TASK:
Each record that follows must be reproduced exactly.

LISTED RECORDS:
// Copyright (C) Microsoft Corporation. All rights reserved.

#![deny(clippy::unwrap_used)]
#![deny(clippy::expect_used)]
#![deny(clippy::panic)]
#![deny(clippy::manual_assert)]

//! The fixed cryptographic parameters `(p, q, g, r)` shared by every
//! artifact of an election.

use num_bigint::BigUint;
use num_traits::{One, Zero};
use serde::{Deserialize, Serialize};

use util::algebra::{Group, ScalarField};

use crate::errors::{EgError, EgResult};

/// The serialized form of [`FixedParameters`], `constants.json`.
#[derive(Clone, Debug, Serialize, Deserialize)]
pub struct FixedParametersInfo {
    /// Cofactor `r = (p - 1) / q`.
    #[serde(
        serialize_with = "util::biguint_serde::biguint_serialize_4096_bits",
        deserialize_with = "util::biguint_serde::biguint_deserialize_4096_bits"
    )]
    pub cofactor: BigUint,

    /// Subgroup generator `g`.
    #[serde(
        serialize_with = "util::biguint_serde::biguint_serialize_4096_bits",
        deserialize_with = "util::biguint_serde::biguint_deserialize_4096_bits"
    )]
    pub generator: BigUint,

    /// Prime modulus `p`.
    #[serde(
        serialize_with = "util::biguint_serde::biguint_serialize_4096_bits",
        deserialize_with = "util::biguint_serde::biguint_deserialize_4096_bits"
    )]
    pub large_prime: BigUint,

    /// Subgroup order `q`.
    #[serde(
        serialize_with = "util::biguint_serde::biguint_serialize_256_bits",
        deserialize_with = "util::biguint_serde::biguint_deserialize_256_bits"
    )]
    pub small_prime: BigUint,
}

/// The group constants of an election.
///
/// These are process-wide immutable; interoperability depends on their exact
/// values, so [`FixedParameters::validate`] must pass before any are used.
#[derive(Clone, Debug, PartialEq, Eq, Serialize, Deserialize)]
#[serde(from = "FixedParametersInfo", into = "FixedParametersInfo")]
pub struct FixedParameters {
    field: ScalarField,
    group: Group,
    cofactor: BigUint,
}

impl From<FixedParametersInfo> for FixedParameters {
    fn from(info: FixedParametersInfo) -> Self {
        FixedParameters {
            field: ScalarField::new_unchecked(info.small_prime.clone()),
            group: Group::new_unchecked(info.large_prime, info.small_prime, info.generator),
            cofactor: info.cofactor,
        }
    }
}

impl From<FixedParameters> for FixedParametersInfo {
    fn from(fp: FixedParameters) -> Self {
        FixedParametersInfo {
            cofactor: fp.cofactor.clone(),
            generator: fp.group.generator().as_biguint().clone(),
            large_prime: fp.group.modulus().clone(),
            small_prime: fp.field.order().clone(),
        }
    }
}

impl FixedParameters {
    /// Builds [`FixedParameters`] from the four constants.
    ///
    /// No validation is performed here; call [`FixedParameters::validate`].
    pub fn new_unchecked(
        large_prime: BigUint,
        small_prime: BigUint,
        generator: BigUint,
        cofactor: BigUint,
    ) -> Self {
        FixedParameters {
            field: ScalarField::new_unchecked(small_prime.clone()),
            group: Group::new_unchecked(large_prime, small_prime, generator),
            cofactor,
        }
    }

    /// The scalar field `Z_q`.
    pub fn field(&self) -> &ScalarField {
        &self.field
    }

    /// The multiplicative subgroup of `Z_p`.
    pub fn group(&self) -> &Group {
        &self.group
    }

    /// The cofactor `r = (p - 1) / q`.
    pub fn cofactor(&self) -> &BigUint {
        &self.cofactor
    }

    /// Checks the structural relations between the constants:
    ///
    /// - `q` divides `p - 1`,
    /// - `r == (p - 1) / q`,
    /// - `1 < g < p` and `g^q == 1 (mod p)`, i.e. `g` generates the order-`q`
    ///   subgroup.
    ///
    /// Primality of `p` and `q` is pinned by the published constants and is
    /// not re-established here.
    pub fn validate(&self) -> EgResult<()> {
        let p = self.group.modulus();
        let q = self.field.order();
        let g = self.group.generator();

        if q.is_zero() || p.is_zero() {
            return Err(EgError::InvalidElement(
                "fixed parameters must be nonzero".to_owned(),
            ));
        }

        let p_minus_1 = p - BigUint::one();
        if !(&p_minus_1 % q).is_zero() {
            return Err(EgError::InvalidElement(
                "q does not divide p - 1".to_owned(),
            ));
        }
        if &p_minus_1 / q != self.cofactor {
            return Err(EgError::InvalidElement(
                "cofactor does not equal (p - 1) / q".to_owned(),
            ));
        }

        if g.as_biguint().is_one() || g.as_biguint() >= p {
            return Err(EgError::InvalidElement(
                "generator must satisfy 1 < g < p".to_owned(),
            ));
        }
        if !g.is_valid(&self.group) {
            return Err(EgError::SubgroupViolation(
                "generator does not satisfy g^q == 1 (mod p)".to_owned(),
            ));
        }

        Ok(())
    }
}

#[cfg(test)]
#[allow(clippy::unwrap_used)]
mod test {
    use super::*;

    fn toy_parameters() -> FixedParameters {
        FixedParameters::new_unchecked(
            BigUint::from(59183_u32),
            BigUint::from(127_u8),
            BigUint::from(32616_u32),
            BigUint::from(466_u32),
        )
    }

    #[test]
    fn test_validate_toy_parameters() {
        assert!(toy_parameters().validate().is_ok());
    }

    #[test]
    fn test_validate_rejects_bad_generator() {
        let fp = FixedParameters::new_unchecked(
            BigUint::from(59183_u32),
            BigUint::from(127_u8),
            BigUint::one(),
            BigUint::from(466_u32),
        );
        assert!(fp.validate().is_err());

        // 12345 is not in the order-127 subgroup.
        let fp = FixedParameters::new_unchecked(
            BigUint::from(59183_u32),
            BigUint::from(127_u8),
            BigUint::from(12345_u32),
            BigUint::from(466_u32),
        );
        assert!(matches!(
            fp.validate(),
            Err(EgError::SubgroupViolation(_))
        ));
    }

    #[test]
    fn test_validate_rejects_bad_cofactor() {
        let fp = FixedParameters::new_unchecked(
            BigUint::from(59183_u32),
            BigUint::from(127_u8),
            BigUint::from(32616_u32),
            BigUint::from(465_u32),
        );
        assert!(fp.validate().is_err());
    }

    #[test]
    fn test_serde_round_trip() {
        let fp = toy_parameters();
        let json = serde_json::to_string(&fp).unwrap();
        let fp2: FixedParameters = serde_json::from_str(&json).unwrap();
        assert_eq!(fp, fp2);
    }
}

RESULT OF THE EXERCISE:
// Copyright (C) Microsoft Corporation. All rights reserved.

#![deny(clippy::unwrap_used)]
#![deny(clippy::expect_used)]
#![deny(clippy::panic)]
#![deny(clippy::manual_assert)]

//! The fixed cryptographic parameters `(p, q, g, r)` shared by every
//! artifact of an election.

use num_bigint::BigUint;
use num_traits::{One, Zero};
use serde::{Deserialize, Serialize};

use util::algebra::{Group, ScalarField};

use crate::errors::{EgError, EgResult};

/// The serialized form of [`FixedParameters`], `constants.json`.
#[derive(Clone, Debug, Serialize, Deserialize)]
pub struct FixedParametersInfo {
    /// Cofactor `r = (p - 1) / q`.
    #[serde(
        serialize_with = "util::biguint_serde::biguint_serialize_4096_bits",
        deserialize_with = "util::biguint_serde::biguint_deserialize_4096_bits"
    )]
    pub cofactor: BigUint,

    /// Subgroup generator `g`.
    #[serde(
        serialize_with = "util::biguint_serde::biguint_serialize_4096_bits",
        deserialize_with = "util::biguint_serde::biguint_deserialize_4096_bits"
    )]
    pub generator: BigUint,

    /// Prime modulus `p`.
    #[serde(
        serialize_with = "util::biguint_serde::biguint_serialize_4096_bits",
        deserialize_with = "util::biguint_serde::biguint_deserialize_4096_bits"
    )]
    pub large_prime: BigUint,

    /// Subgroup order `q`.
    #[serde(
        serialize_with = "util::biguint_serde::biguint_serialize_256_bits",
        deserialize_with = "util::biguint_serde::biguint_deserialize_256_bits"
    )]
    pub small_prime: BigUint,
}

/// The group constants of an election.
///
/// These are process-wide immutable; interoperability depends on their exact
/// values, so [`FixedParameters::validate`] must pass before any are used.
#[derive(Clone, Debug, PartialEq, Eq, Serialize, Deserialize)]
#[serde(from = "FixedParametersInfo", into = "FixedParametersInfo")]
pub struct FixedParameters {
    field: ScalarField,
    group: Group,
    cofactor: BigUint,
}

impl From<FixedParametersInfo> for FixedParameters {
    fn from(info: FixedParametersInfo) -> Self {
        FixedParameters {
            field: ScalarField::new_unchecked(info.small_prime.clone()),
            group: Group::new_unchecked(info.large_prime, info.small_prime, info.generator),
            cofactor: info.cofactor,
        }
    }
}

impl From<FixedParameters> for FixedParametersInfo {
    fn from(fp: FixedParameters) -> Self {
        FixedParametersInfo {
            cofactor: fp.cofactor.clone(),
            generator: fp.group.generator().as_biguint().clone(),
            large_prime: fp.group.modulus().clone(),
            small_prime: fp.field.order().clone(),
        }
    }
}

impl FixedParameters {
    /// Builds [`FixedParameters`] from the four constants.
    ///
    /// No validation is performed here; call [`FixedParameters::validate`].
    pub fn new_unchecked(
        large_prime: BigUint,
        small_prime: BigUint,
        generator: BigUint,
        cofactor: BigUint,
    ) -> Self {
        FixedParameters {
            field: ScalarField::new_unchecked(small_prime.clone()),
            group: Group::new_unchecked(large_prime, small_prime, generator),
            cofactor,
        }
    }

    /// The scalar field `Z_q`.
    pub fn field(&self) -> &ScalarField {
        &self.field
    }

    /// The multiplicative subgroup of `Z_p`.
    pub fn group(&self) -> &Group {
        &self.group
    }

    /// The cofactor `r = (p - 1) / q`.
    pub fn cofactor(&self) -> &BigUint {
        &self.cofactor
    }

    /// Checks the structural relations between the constants:
    ///
    /// - `q` divides `p - 1`,
    /// - `r == (p - 1) / q`,
    /// - `1 < g < p` and `g^q == 1 (mod p)`, i.e. `g` generates the order-`q`
    ///   subgroup.
    ///
    /// Primality of `p` and `q` is pinned by the published constants and is
    /// not re-established here.
    pub fn validate(&self) -> EgResult<()> {
        let p = self.group.modulus();
        let q = self.field.order();
        let g = self.group.generator();

        if q.is_zero() || p.is_zero() {
            return Err(EgError::InvalidElement(
                "fixed parameters must be nonzero".to_owned(),
            ));
        }

        let p_minus_1 = p - BigUint::one();
        if !(&p_minus_1 % q).is_zero() {
            return Err(EgError::InvalidElement(
                "q does not divide p - 1".to_owned(),
            ));
        }
        if &p_minus_1 / q != self.cofactor {
            return Err(EgError::InvalidElement(
                "cofactor does not equal (p - 1) / q".to_owned(),
            ));
        }

        if g.as_biguint().is_one() || g.as_biguint() >= p {
            return Err(EgError::InvalidElement(
                "generator must satisfy 1 < g < p".to_owned(),
            ));
        }
        if !g.is_valid(&self.group) {
            return Err(EgError::SubgroupViolation(
                "generator does not satisfy g^q == 1 (mod p)".to_owned(),
            ));
        }

        Ok(())
    }
}

#[cfg(test)]
#[allow(clippy::unwrap_used)]
mod test {
    use super::*;

    fn toy_parameters() -> FixedParameters {
        FixedParameters::new_unchecked(
            BigUint::from(59183_u32),
            BigUint::from(127_u8),
            BigUint::from(32616_u32),
            BigUint::from(466_u32),
        )
    }

    #[test]
    fn test_validate_toy_parameters() {
        assert!(toy_parameters().validate().is_ok());
    }

    #[test]
    fn test_validate_rejects_bad_generator() {
        let fp = FixedParameters::new_unchecked(
            BigUint::from(59183_u32),
            BigUint::from(127_u8),
            BigUint::one(),
            BigUint::from(466_u32),
        );
        assert!(fp.validate().is_err());

        // 12345 is not in the order-127 subgroup.
        let fp = FixedParameters::new_unchecked(
            BigUint::from(59183_u32),
            BigUint::from(127_u8),
            BigUint::from(12345_u32),
            BigUint::from(466_u32),
        );
        assert!(matches!(
            fp.validate(),
            Err(EgError::SubgroupViolation(_))
        ));
    }

    #[test]
    fn test_validate_rejects_bad_cofactor() {
        let fp = FixedParameters::new_unchecked(
            BigUint::from(59183_u32),
            BigUint::from(127_u8),
            BigUint::from(32616_u32),
            BigUint::from(465_u32),
        );
        assert!(fp.validate().is_err());
    }

    #[test]
    fn test_serde_round_trip() {
        let fp = toy_parameters();
        let json = serde_json::to_string(&fp).unwrap();
        let fp2: FixedParameters = serde_json::from_str(&json).unwrap();
        assert_eq!(fp, fp2);
    }
}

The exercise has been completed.